▶ _Task_:
Go through the entries below and work out how many lines include "error"; give only that number.

▶ _Records from a data source_:

○ ○ ○

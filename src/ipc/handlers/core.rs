use crate::ipc::error::{err, ok};
use crate::ipc::types::{AppState, Request};
use serde_json::json;
use std::path::PathBuf;
use tracing::error;

fn handle_health(state: &mut AppState, req: &Request) -> serde_json::Value {
    ok(
        &req.id,
        json!({
            "version": env!("CARGO_PKG_VERSION"),
            "workspacePath": state.workspace.as_ref().map(|p| p.to_string_lossy().to_string())
        }),
    )
}

fn handle_workspace_select(state: &mut AppState, req: &Request) -> serde_json::Value {
    let p = req
        .params
        .get("path")
        .and_then(|v| v.as_str())
        .map(PathBuf::from);
    let Some(path) = p else {
        return err(&req.id, "bad_params", "missing params.path", None);
    };

    match state.open_workspace(&path) {
        Ok(()) => ok(&req.id, json!({ "workspacePath": path.to_string_lossy() })),
        Err(e) => {
            error!(workspace = %path.display(), error = %e, "workspace open failed");
            err(&req.id, "db_open_failed", format!("{e:#}"), None)
        }
    }
}

pub fn try_handle(state: &mut AppState, req: &Request) -> Option<serde_json::Value> {
    match req.method.as_str() {
        "health" => Some(handle_health(state, req)),
        "workspace.select" => Some(handle_workspace_select(state, req)),
        _ => None,
    }
}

○ ○ ○

▶ _Exercise output_:
3